Data for this exercise:
════════════════════
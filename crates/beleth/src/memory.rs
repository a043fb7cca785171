//! Conversation memory.
//!
//! Each conversation keeps a bounded window of its most recent messages.
//! Conversations are independent; a per-conversation lock serializes
//! requests that share an identifier.

use std::collections::VecDeque;
use std::sync::Arc;

use dashmap::DashMap;
use paimon_core::{ConversationId, Message};
use tokio::sync::{Mutex, OwnedMutexGuard};

/// Default window size.
pub const DEFAULT_MAX_MESSAGES: usize = 10;

/// A sliding window over the most recent messages of one conversation.
#[derive(Debug, Clone)]
pub struct MessageWindowMemory {
    messages: VecDeque<Message>,
    max_messages: usize,
}

impl MessageWindowMemory {
    /// Creates an empty window holding at most `max_messages` (at least 1).
    #[must_use]
    pub fn new(max_messages: usize) -> Self {
        let max_messages = max_messages.max(1);
        Self {
            messages: VecDeque::with_capacity(max_messages),
            max_messages,
        }
    }

    /// Appends a message, evicting the oldest ones past the limit.
    pub fn add(&mut self, message: Message) {
        self.messages.push_back(message);
        while self.messages.len() > self.max_messages {
            self.messages.pop_front();
        }
    }

    /// Returns the messages, oldest first.
    #[must_use]
    pub fn messages(&self) -> Vec<Message> {
        self.messages.iter().cloned().collect()
    }

    /// Removes every message.
    pub fn clear(&mut self) {
        self.messages.clear();
    }

    /// Returns the number of messages held.
    #[must_use]
    pub fn len(&self) -> usize {
        self.messages.len()
    }

    /// Returns true if the window is empty.
    #[must_use]
    pub fn is_empty(&self) -> bool {
        self.messages.is_empty()
    }

    /// Returns the window size.
    #[must_use]
    pub fn max_messages(&self) -> usize {
        self.max_messages
    }
}

impl Default for MessageWindowMemory {
    fn default() -> Self {
        Self::new(DEFAULT_MAX_MESSAGES)
    }
}

/// Exclusive access to one conversation's window for the length of a request.
pub type MemorySession = OwnedMutexGuard<MessageWindowMemory>;

/// Windows keyed by conversation, created on first use.
#[derive(Debug)]
pub struct ChatMemoryStore {
    windows: DashMap<ConversationId, Arc<Mutex<MessageWindowMemory>>>,
    max_messages: usize,
}

impl ChatMemoryStore {
    /// Creates a store whose windows hold `max_messages` each.
    #[must_use]
    pub fn new(max_messages: usize) -> Self {
        Self {
            windows: DashMap::new(),
            max_messages: max_messages.max(1),
        }
    }

    /// Returns the per-conversation window size.
    #[must_use]
    pub fn max_messages(&self) -> usize {
        self.max_messages
    }

    fn window(&self, id: &ConversationId) -> Arc<Mutex<MessageWindowMemory>> {
        // Clone the Arc out so the map shard lock is not held while awaiting.
        self.windows
            .entry(id.clone())
            .or_insert_with(|| Arc::new(Mutex::new(MessageWindowMemory::new(self.max_messages))))
            .clone()
    }

    /// Locks a conversation for the duration of a request.
    ///
    /// Requests on other conversations are not blocked.
    pub async fn session(&self, id: &ConversationId) -> MemorySession {
        self.window(id).lock_owned().await
    }

    /// Appends a message to a conversation.
    pub async fn append(&self, id: &ConversationId, message: Message) {
        self.session(id).await.add(message);
    }

    /// Returns a conversation's messages, oldest first. Unknown ids yield none.
    pub async fn get(&self, id: &ConversationId) -> Vec<Message> {
        let window = self.windows.get(id).map(|w| w.value().clone());
        match window {
            Some(window) => window.lock().await.messages(),
            None => Vec::new(),
        }
    }

    /// Forgets a conversation and drops its entry.
    ///
    /// A request already holding the session finishes against the detached
    /// window, which is emptied once that request releases it.
    pub async fn clear(&self, id: &ConversationId) {
        if let Some((_, window)) = self.windows.remove(id) {
            window.lock().await.clear();
        }
    }

    /// Returns the number of known conversations.
    ///
    /// Every distinct id keeps an entry until it is cleared.
    #[must_use]
    pub fn conversations(&self) -> usize {
        self.windows.len()
    }
}

impl Default for ChatMemoryStore {
    fn default() -> Self {
        Self::new(DEFAULT_MAX_MESSAGES)
    }
}
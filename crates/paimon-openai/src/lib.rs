//! # Paimon OpenAI
//!
//! Clients for OpenAI-compatible HTTP APIs.
//!
//! - [`OpenAiChatModel`] speaks `/chat/completions`, both as a single JSON
//!   response and as a Server-Sent Events stream, including tool calls and
//!   structured `response_format` requests.
//! - [`OpenAiEmbedder`] speaks `/embeddings`.
//!
//! Any server implementing the same surface (vLLM, Ollama, DashScope
//! compatible mode, ...) works by pointing `base_url` at it.

#![warn(missing_docs)]
#![warn(clippy::all)]

pub mod chat;
pub mod client;
pub mod embedding;
mod wire;

pub use chat::OpenAiChatModel;
pub use client::{OpenAiClient, OpenAiConfig};
pub use embedding::OpenAiEmbedder;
════════════════════
Go through the material above and return each line that holds the word "entry".

            .entry(id.clone())
    /// Forgets a conversation and drops its entry.
    /// Every distinct id keeps an entry until it is cleared.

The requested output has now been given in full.